Second, the kosher status of poultry is determined by whether the particular species of bird is permitted by Jewish law, slaughtered according to carefully prescribed religious procedures, passes a religious post-slaughter inspection of the carcass for signs of any illness that would render the meat non-kosher, and has blood removed through soaking and salting. This is all in addition to government inspection. (For obvious reasons, the restrictions cited by study’s authors concerning split hooves and chewing cud are not relevant to kosher poultry production.)
Although there are few restrictions on kosher poultry production prior to slaughter — except rules that require that handling be done in a manner that does not cause serious physical trauma to the animal — there is no reason to believe that antibiotic use is more intensive or exposure to antibiotic-resistant bacteria more likely in the production of chickens for the kosher market. Moreover, most kosher poultry processors purchase chickens on the open market. While a few processors have custom strains raised by contract growers, the largest of these processors specifically indicates that their birds are raised without antibiotics.
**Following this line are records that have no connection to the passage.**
use std::fs;
use std::io;
use std::path::{Path, PathBuf};

use snafu::{ResultExt, Snafu};
use tracing::{debug, warn};

use crate::application::data::EntryOrder;
use crate::ext::PathExt;

/// A node of the generated file list
#[derive(Debug, Clone, PartialEq, Eq)]
pub enum ProjectNode {
    Filter(FilterNode),
    File { path: PathBuf },
}

/// A directory, rendered as a `Filter` element
#[derive(Debug, Clone, PartialEq, Eq)]
pub struct FilterNode {
    pub name: String,
    pub children: Vec<ProjectNode>,
}

/// Result of walking one directory: its filter and the number of regular
/// files found anywhere beneath it.
#[derive(Debug, Clone, PartialEq, Eq)]
pub struct WalkedFilter {
    pub filter: FilterNode,
    pub file_count: usize,
}

impl FilterNode {
    pub fn new(name: impl Into<String>) -> Self {
        FilterNode {
            name: name.into(),
            children: Vec::new(),
        }
    }

    /// Walks `dir` recursively and builds the filter named after its base name.
    ///
    /// Sub-directories without any file beneath them are left out. The
    /// returned filter itself is kept even when empty, it is up to the caller
    /// to decide what to do with it. Symbolic links are followed; links whose
    /// target is missing are skipped, and links pointing back to a directory
    /// currently being walked are skipped with a warning.
    pub fn from_directory(dir: &Path, order: EntryOrder) -> Result<WalkedFilter, WalkError> {
        let canonical = fs::canonicalize(dir).context(ResolveSnafu { path: dir })?;
        let mut ancestors = Vec::new();
        Self::walk(dir, canonical, dir.base_name(), order, &mut ancestors)
    }

    fn walk(
        dir: &Path,
        canonical: PathBuf,
        name: String,
        order: EntryOrder,
        ancestors: &mut Vec<PathBuf>,
    ) -> Result<WalkedFilter, WalkError> {
        debug!("Walking directory {}", dir.display());
        ancestors.push(canonical);
        let result = Self::walk_entries(dir, name, order, ancestors);
        ancestors.pop();
        result
    }

    fn walk_entries(
        dir: &Path,
        name: String,
        order: EntryOrder,
        ancestors: &mut Vec<PathBuf>,
    ) -> Result<WalkedFilter, WalkError> {
        let mut entries = fs::read_dir(dir)
            .and_then(|read_dir| read_dir.collect::<Result<Vec<_>, _>>())
            .context(ReadDirSnafu { path: dir })?;
        order.apply(&mut entries);

        let mut filter = FilterNode::new(name);
        let mut file_count = 0;

        for entry in entries {
            let path = entry.path();

            // follows symlinks, a missing target means a dangling link
            let metadata = match fs::metadata(&path) {
                Ok(metadata) => metadata,
                Err(err) if err.kind() == io::ErrorKind::NotFound => {
                    debug!("Skipping {}: target does not exist", path.display());
                    continue;
                }
                Err(err) => return Err(err).context(MetadataSnafu { path }),
            };

            if metadata.is_dir() {
                let canonical = fs::canonicalize(&path).context(ResolveSnafu { path: &path })?;
                if ancestors.contains(&canonical) {
                    warn!(
                        "Skipping {}: it links back to {}",
                        path.display(),
                        canonical.display()
                    );
                    continue;
                }

                let child_name = entry.file_name().to_string_lossy().into_owned();
                let child = Self::walk(&path, canonical, child_name, order, ancestors)?;
                if child.file_count == 0 {
                    debug!("Omitting {}: no files beneath it", path.display());
                    continue;
                }

                file_count += child.file_count;
                filter.children.push(ProjectNode::Filter(child.filter));
            } else if metadata.is_file() {
                filter.children.push(ProjectNode::File { path });
                file_count += 1;
            } else {
                debug!("Skipping {}: not a file or directory", path.display());
            }
        }

        Ok(WalkedFilter { filter, file_count })
    }
}

#[derive(Debug, Snafu)]
pub enum WalkError {
    #[snafu(display("Failed to list directory {}", path.display()))]
    ReadDirError { path: PathBuf, source: io::Error },
    #[snafu(display("Failed to read metadata of {}", path.display()))]
    MetadataError { path: PathBuf, source: io::Error },
    #[snafu(display("Failed to resolve directory {}", path.display()))]
    ResolveError { path: PathBuf, source: io::Error },
}

#[cfg(test)]
mod tests {
    use super::*;
    use rstest::rstest;
    use tempfile::TempDir;

    fn touch(path: &Path) {
        if let Some(parent) = path.parent() {
            fs::create_dir_all(parent).expect("Failed to create parent directory");
        }
        fs::write(path, "content").expect("Failed to write file");
    }

    fn filter_names(filter: &FilterNode) -> Vec<&str> {
        filter
            .children
            .iter()
            .filter_map(|child| match child {
                ProjectNode::Filter(f) => Some(f.name.as_str()),
                ProjectNode::File { .. } => None,
            })
            .collect()
    }

    fn file_paths(filter: &FilterNode) -> Vec<PathBuf> {
        filter
            .children
            .iter()
            .filter_map(|child| match child {
                ProjectNode::File { path } => Some(path.clone()),
                ProjectNode::Filter(_) => None,
            })
            .collect()
    }

    fn walk(dir: &Path) -> WalkedFilter {
        FilterNode::from_directory(dir, EntryOrder::Name).expect("Failed to walk directory")
    }

    #[test]
    fn keeps_empty_top_level_directory() {
        let temp_dir = TempDir::new().expect("Failed to create temp directory");
        fs::create_dir_all(temp_dir.path().join("a/b/c")).unwrap();
        fs::create_dir_all(temp_dir.path().join("d")).unwrap();

        let walked = walk(temp_dir.path());

        assert_eq!(walked.file_count, 0);
        assert!(walked.filter.children.is_empty());
        assert_eq!(walked.filter.name, temp_dir.path().base_name());
    }

    #[test]
    fn omits_directories_without_files() {
        let temp_dir = TempDir::new().expect("Failed to create temp directory");
        touch(&temp_dir.path().join("a.txt"));
        fs::create_dir(temp_dir.path().join("sub")).unwrap();

        let walked = walk(temp_dir.path());

        assert_eq!(walked.file_count, 1);
        assert!(filter_names(&walked.filter).is_empty());
        assert_eq!(
            file_paths(&walked.filter),
            vec![temp_dir.path().join("a.txt")]
        );
    }

    #[rstest]
    #[case(vec!["one.c"], 1)]
    #[case(vec!["one.c", "two.c", "three.h"], 3)]
    #[case(vec!["src/main.c", "src/util/str.c", "include/a/b/c/deep.h"], 3)]
    #[case(vec!["x/1", "x/2", "x/y/3", "x/y/z/4", "5"], 5)]
    fn counts_files_at_any_depth(#[case] files: Vec<&str>, #[case] expected: usize) {
        let temp_dir = TempDir::new().expect("Failed to create temp directory");
        for file in files {
            touch(&temp_dir.path().join(file));
        }

        let walked = walk(temp_dir.path());

        assert_eq!(walked.file_count, expected);
    }

    #[test]
    fn nests_filters_like_directories() {
        let temp_dir = TempDir::new().expect("Failed to create temp directory");
        touch(&temp_dir.path().join("src/util/str.c"));
        touch(&temp_dir.path().join("src/main.c"));
        fs::create_dir_all(temp_dir.path().join("src/empty/deeper")).unwrap();
        fs::create_dir_all(temp_dir.path().join("docs")).unwrap();

        let walked = walk(temp_dir.path());

        assert_eq!(walked.file_count, 2);
        assert_eq!(filter_names(&walked.filter), vec!["src"]);

        let ProjectNode::Filter(src) = &walked.filter.children[0] else {
            panic!("Expected a filter for src");
        };
        assert_eq!(filter_names(src), vec!["util"]);
        assert_eq!(file_paths(src), vec![temp_dir.path().join("src/main.c")]);
    }

    #[test]
    fn sorts_entries_by_name() {
        let temp_dir = TempDir::new().expect("Failed to create temp directory");
        for name in ["zeta.c", "alpha.c", "Mid.c", "beta.c"] {
            touch(&temp_dir.path().join(name));
        }

        let walked = walk(temp_dir.path());

        let names: Vec<String> = file_paths(&walked.filter)
            .iter()
            .map(|path| path.base_name())
            .collect();
        assert_eq!(names, vec!["Mid.c", "alpha.c", "beta.c", "zeta.c"]);
    }

    #[test]
    fn records_absolute_paths_of_real_files() {
        let temp_dir = TempDir::new().expect("Failed to create temp directory");
        touch(&temp_dir.path().join("a/b.txt"));
        touch(&temp_dir.path().join("c.txt"));

        fn collect(filter: &FilterNode, out: &mut Vec<PathBuf>) {
            for child in &filter.children {
                match child {
                    ProjectNode::Filter(f) => collect(f, out),
                    ProjectNode::File { path } => out.push(path.clone()),
                }
            }
        }
        let mut paths = Vec::new();
        collect(&walk(temp_dir.path()).filter, &mut paths);

        assert_eq!(paths.len(), 2);
        for path in paths {
            assert!(path.is_absolute());
            assert!(path.is_file());
        }
    }

    #[test]
    fn fails_on_missing_directory() {
        let temp_dir = TempDir::new().expect("Failed to create temp directory");
        let missing = temp_dir.path().join("missing");

        let result = FilterNode::from_directory(&missing, EntryOrder::Filesystem);

        assert!(matches!(result, Err(WalkError::ResolveError { path, .. }) if path == missing));
    }

    #[cfg(unix)]
    #[test]
    fn skips_dangling_symlinks() {
        use std::os::unix::fs::symlink;

        let temp_dir = TempDir::new().expect("Failed to create temp directory");
        touch(&temp_dir.path().join("real.c"));
        symlink(
            temp_dir.path().join("nowhere.c"),
            temp_dir.path().join("dangling.c"),
        )
        .unwrap();

        let walked = walk(temp_dir.path());

        assert_eq!(walked.file_count, 1);
    }

    #[cfg(unix)]
    #[test]
    fn follows_symlinks_to_files_and_directories() {
        use std::os::unix::fs::symlink;

        let temp_dir = TempDir::new().expect("Failed to create temp directory");
        let outside = TempDir::new().expect("Failed to create temp directory");
        touch(&outside.path().join("lib/shared.c"));
        symlink(outside.path().join("lib"), temp_dir.path().join("linked")).unwrap();
        symlink(
            outside.path().join("lib/shared.c"),
            temp_dir.path().join("alias.c"),
        )
        .unwrap();

        let walked = walk(temp_dir.path());

        assert_eq!(walked.file_count, 2);
        assert_eq!(filter_names(&walked.filter), vec!["linked"]);
    }

    #[cfg(unix)]
    #[test]
    fn skips_symlink_cycles() {
        use std::os::unix::fs::symlink;

        let temp_dir = TempDir::new().expect("Failed to create temp directory");
        touch(&temp_dir.path().join("sub/file.c"));
        symlink(temp_dir.path(), temp_dir.path().join("sub/back")).unwrap();

        let walked = walk(temp_dir.path());

        assert_eq!(walked.file_count, 1);
        let ProjectNode::Filter(sub) = &walked.filter.children[0] else {
            panic!("Expected a filter for sub");
        };
        assert!(filter_names(sub).is_empty());
    }
}
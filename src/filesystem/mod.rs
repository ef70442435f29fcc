//! Directory walking for the project file list.
//!
//! A walked directory becomes a tree of filters (directories that contain at
//! least one file) and files, mirroring the layout on disk.

mod tree;

pub use tree::{FilterNode, ProjectNode, WalkError, WalkedFilter};
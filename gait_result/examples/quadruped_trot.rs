use gait::{LocomotionConfig, synthesize};
use gait_result::{write_csv, write_json};
use std::path::Path;

fn main() -> Result<(), Box<dyn std::error::Error>> {
    let trajectory = synthesize(&LocomotionConfig::quadruped_trot())?;
    write_csv(&trajectory, Path::new("quadruped_trot.csv"))?;
    write_json(&trajectory, Path::new("quadruped_trot.json"))?;
    println!(
        "wrote {} samples ({} legs) to quadruped_trot.csv/.json",
        trajectory.len(),
        trajectory.leg_count()
    );
    Ok(())
}
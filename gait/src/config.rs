use nalgebra::Vector3;
use serde::{Deserialize, Serialize};
use thiserror::Error;

/// Default sampling interval for synthesized trajectories (s).
pub const DEFAULT_TIME_STEP: f64 = 0.02;

#[derive(Debug, Error)]
pub enum ConfigErrors {
    #[error("duration must be greater than zero, got {0}")]
    DurationNotPositive(f64),
    #[error("time step must be greater than zero, got {0}")]
    TimeStepNotPositive(f64),
    #[error("time step ({time_step}) cannot be greater than duration ({duration})")]
    TimeStepExceedsDuration { time_step: f64, duration: f64 },
}

/// Leg-count/leg-layout variant of the robot.
///
/// The topology selects the gait parameter table used during synthesis:
/// leg offsets, cycle count, stance threshold, swing and force amplitudes.
#[derive(Debug, Clone, Copy, PartialEq, Eq, Serialize, Deserialize)]
pub enum RobotTopology {
    Monoped,
    Biped,
    Quadruped,
}

/// Immutable description of a locomotion task.
///
/// Positions are in meters, times in seconds. The base travels from
/// `start_position` to `end_position` over `duration`, sampled every
/// `time_step`.
#[derive(Debug, Clone, Copy, PartialEq, Serialize, Deserialize)]
pub struct LocomotionConfig {
    pub topology: RobotTopology,
    pub start_position: Vector3<f64>,
    pub end_position: Vector3<f64>,
    pub duration: f64,
    pub time_step: f64,
}

impl LocomotionConfig {
    pub fn new(
        topology: RobotTopology,
        start_position: Vector3<f64>,
        end_position: Vector3<f64>,
        duration: f64,
    ) -> Self {
        Self {
            topology,
            start_position,
            end_position,
            duration,
            time_step: DEFAULT_TIME_STEP,
        }
    }

    pub fn with_time_step(mut self, time_step: f64) -> Self {
        self.time_step = time_step;
        self
    }

    /// Checks the timing fields before any sample is produced.
    pub fn validate(&self) -> Result<(), ConfigErrors> {
        if self.duration <= 0.0 {
            return Err(ConfigErrors::DurationNotPositive(self.duration));
        }
        if self.time_step <= 0.0 {
            return Err(ConfigErrors::TimeStepNotPositive(self.time_step));
        }
        if self.time_step > self.duration {
            return Err(ConfigErrors::TimeStepExceedsDuration {
                time_step: self.time_step,
                duration: self.duration,
            });
        }
        Ok(())
    }

    /// Single-leg hop, 1.5 m forward over 2 s.
    pub fn monoped_hop() -> Self {
        Self::new(
            RobotTopology::Monoped,
            Vector3::new(0.0, 0.0, 0.5),
            Vector3::new(1.5, 0.0, 0.5),
            2.0,
        )
    }

    /// Alternating two-leg walk, 2 m forward over 3 s.
    pub fn biped_walk() -> Self {
        Self::new(
            RobotTopology::Biped,
            Vector3::new(0.0, 0.0, 0.87),
            Vector3::new(2.0, 0.0, 0.87),
            3.0,
        )
    }

    /// Diagonal-pair trot, 2.5 m forward over 2.5 s.
    pub fn quadruped_trot() -> Self {
        Self::new(
            RobotTopology::Quadruped,
            Vector3::new(0.0, 0.0, 0.5),
            Vector3::new(2.5, 0.0, 0.5),
            2.5,
        )
    }
}

#[cfg(test)]
mod tests {
    use super::*;

    #[test]
    fn test_presets_are_valid() {
        assert!(LocomotionConfig::monoped_hop().validate().is_ok());
        assert!(LocomotionConfig::biped_walk().validate().is_ok());
        assert!(LocomotionConfig::quadruped_trot().validate().is_ok());
    }

    #[test]
    fn test_invalid_duration() {
        let config = LocomotionConfig::monoped_hop();
        let config = LocomotionConfig { duration: 0.0, ..config };
        assert!(matches!(
            config.validate(),
            Err(ConfigErrors::DurationNotPositive(_))
        ));
    }

    #[test]
    fn test_invalid_time_step() {
        let config = LocomotionConfig::biped_walk().with_time_step(-0.01);
        assert!(matches!(
            config.validate(),
            Err(ConfigErrors::TimeStepNotPositive(_))
        ));

        let config = LocomotionConfig::biped_walk().with_time_step(10.0);
        assert!(matches!(
            config.validate(),
            Err(ConfigErrors::TimeStepExceedsDuration { .. })
        ));
    }
}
A more likely explanation for the elevated E. coli levels lies in feather removal. The most efficient and common way to remove chicken feathers is to soak the carcass in scalding water, which makes the feathers easier to pluck mechanically. Kosher restrictions do not allow for any form of cooking a chicken — which includes immersion in scalding water — until after the meat has been soaked and salted to remove the blood. As a result, kosher production requires chickens to be dry plucked or soaked in very cold water to firm up the flesh so that it survives an automatic plucking process. Immersion in scalding water prior to plucking of non-kosher poultry production reduces microbial load, by either washing microbes away or by killing them, which might account for differences between kosher and other production methods. This merits further investigation.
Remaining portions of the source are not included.